As new municipal governments were created in Ontario in the second half of the 19th century, ambitious buildings were erected to house them. More complex in function than smaller rural town halls, these municipal government buildings were designed as combined function structures.
Incorporated as a village in 1853, a town in 1858 and city in 1885, Stratford grew rapidly during the last quarter of the 19th century due in large part to the establishment of two railway engine repair shops. The first town hall and market was destroyed by fire in November 1897. The cornerstone for a new city hall was laid in November 1898 and the building was opened in 1900. The new City Hall on the site of Stratford's former town hall marked a notable addition to the late-19th-century streetscape. Under threat of demolition in the 1960s, and again in the early 1970s, the building was saved by a citizens group. Stratford City Hall was renovated in 1974 and remains in municipal use today.
Designed by prominent Toronto architect George King and local architect John Wilson Sidall to a Neo-Jacobean design, and built by contractors John Lant Young and Edmund Cawsey, this red brick building with sandstone trim and a St. Mary's limestone plinth was fitted to an irregular triangular site. It was reputed that sandstone was used as local brick makers were unable to supply a consistent colour of white brick. The two side and apex façades are similar in design using a variety of round- and square-headed windows with decorated gables that pierce the line of the eaves at regular intervals. Decorative features include tin brackets and finials.

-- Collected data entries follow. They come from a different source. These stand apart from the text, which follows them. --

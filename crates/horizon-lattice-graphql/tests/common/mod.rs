//! In-process `graphql-ws` server for integration tests.

#![allow(dead_code)]

use std::time::Duration;

use futures_util::{SinkExt, StreamExt};
use horizon_lattice_graphql::{MessagePayload, ServerMessage};
use serde_json::{Value, json};
use tokio::net::{TcpListener, TcpStream};
use tokio::sync::mpsc;
use tokio_tungstenite::WebSocketStream;
use tokio_tungstenite::tungstenite::Message;
use tokio_tungstenite::tungstenite::handshake::server::{ErrorResponse, Request, Response};
use tokio_tungstenite::tungstenite::http::{HeaderMap, Uri};

/// How long a test waits for a frame it expects.
pub const RECV_TIMEOUT: Duration = Duration::from_secs(5);

/// How long a test waits to be sure a frame is *not* coming.
pub const QUIET_PERIOD: Duration = Duration::from_millis(200);

/// Accepts websocket connections on an ephemeral local port.
pub struct TestServer {
    addr: std::net::SocketAddr,
    sockets: mpsc::UnboundedReceiver<ServerSocket>,
}

impl TestServer {
    pub async fn bind() -> Self {
        let listener = TcpListener::bind("127.0.0.1:0").await.unwrap();
        let addr = listener.local_addr().unwrap();
        let (tx, sockets) = mpsc::unbounded_channel();

        tokio::spawn(async move {
            while let Ok((stream, _)) = listener.accept().await {
                let tx = tx.clone();
                tokio::spawn(async move {
                    if let Some(socket) = ServerSocket::accept(stream).await {
                        let _ = tx.send(socket);
                    }
                });
            }
        });

        Self { addr, sockets }
    }

    /// The HTTP endpoint a client should be built with.
    pub fn endpoint(&self) -> String {
        format!("http://{}/graphql", self.addr)
    }

    /// Wait for the next client connection.
    pub async fn accept(&mut self) -> ServerSocket {
        tokio::time::timeout(RECV_TIMEOUT, self.sockets.recv())
            .await
            .expect("no client connected")
            .expect("server stopped")
    }
}

/// The server end of one client connection.
pub struct ServerSocket {
    ws: WebSocketStream<TcpStream>,
    /// Headers of the upgrade request.
    pub headers: HeaderMap,
    /// Request target of the upgrade request.
    pub uri: Uri,
}

impl ServerSocket {
    async fn accept(stream: TcpStream) -> Option<Self> {
        let mut captured = None;
        let ws = tokio_tungstenite::accept_hdr_async(
            stream,
            |request: &Request, mut response: Response| -> Result<Response, ErrorResponse> {
                if let Some(protocol) = request.headers().get("sec-websocket-protocol") {
                    response
                        .headers_mut()
                        .insert("sec-websocket-protocol", protocol.clone());
                }
                captured = Some((request.headers().clone(), request.uri().clone()));
                Ok(response)
            },
        )
        .await
        .ok()?;
        let (headers, uri) = captured?;
        Some(Self { ws, headers, uri })
    }

    /// Next text frame as JSON, or `None` if nothing arrives within `wait`
    /// or the client closed the socket.
    pub async fn try_recv(&mut self, wait: Duration) -> Option<Value> {
        loop {
            match tokio::time::timeout(wait, self.ws.next()).await {
                Ok(Some(Ok(Message::Text(text)))) => {
                    return Some(serde_json::from_str(text.as_str()).expect("client sent invalid JSON"));
                }
                Ok(Some(Ok(Message::Close(_)))) | Ok(Some(Err(_))) | Ok(None) | Err(_) => {
                    return None;
                }
                Ok(Some(Ok(_))) => {}
            }
        }
    }

    /// Next text frame as JSON. Panics if none arrives.
    pub async fn recv(&mut self) -> Value {
        self.try_recv(RECV_TIMEOUT)
            .await
            .expect("expected a frame from the client")
    }

    /// Next frame, asserting its `type`.
    pub async fn expect(&mut self, kind: &str) -> Value {
        let frame = self.recv().await;
        assert_eq!(frame["type"], kind, "unexpected frame {frame}");
        frame
    }

    pub async fn send(&mut self, frame: Value) {
        self.send_text(&frame.to_string()).await;
    }

    pub async fn send_text(&mut self, text: &str) {
        self.ws.send(Message::Text(text.to_string().into())).await.unwrap();
    }

    /// Read `connection_init` and reply with `connection_ack`.
    pub async fn handshake(&mut self) {
        self.expect("connection_init").await;
        self.send_message(ServerMessage::ConnectionAck).await;
    }

    /// Read a `start` frame and return its id.
    pub async fn expect_start(&mut self) -> String {
        let frame = self.expect("start").await;
        frame["id"].as_str().expect("start without id").to_string()
    }

    pub async fn send_message(&mut self, message: ServerMessage) {
        self.send_text(&message.to_json()).await;
    }

    pub async fn send_data(&mut self, id: &str, data: Value) {
        self.send_message(ServerMessage::Data {
            id: id.to_string(),
            payload: MessagePayload::new(json!({"data": data})),
        })
        .await;
    }
}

The apex façade contains the main entrance to the building and is approached by a substantial flight of steps. The entrance comprises a double door under a semi-circular arch with banded voussoirs, flanked by pilasters supporting decorative strap work. The building is distinguished by a hexagonal clock tower.
The building was designated a National Historic Site in 1976. In 1982, the City of Stratford designated City Hall under the Ontario Heritage Act and, in 1985, the Ontario Heritage Trust secured a heritage easement on the building.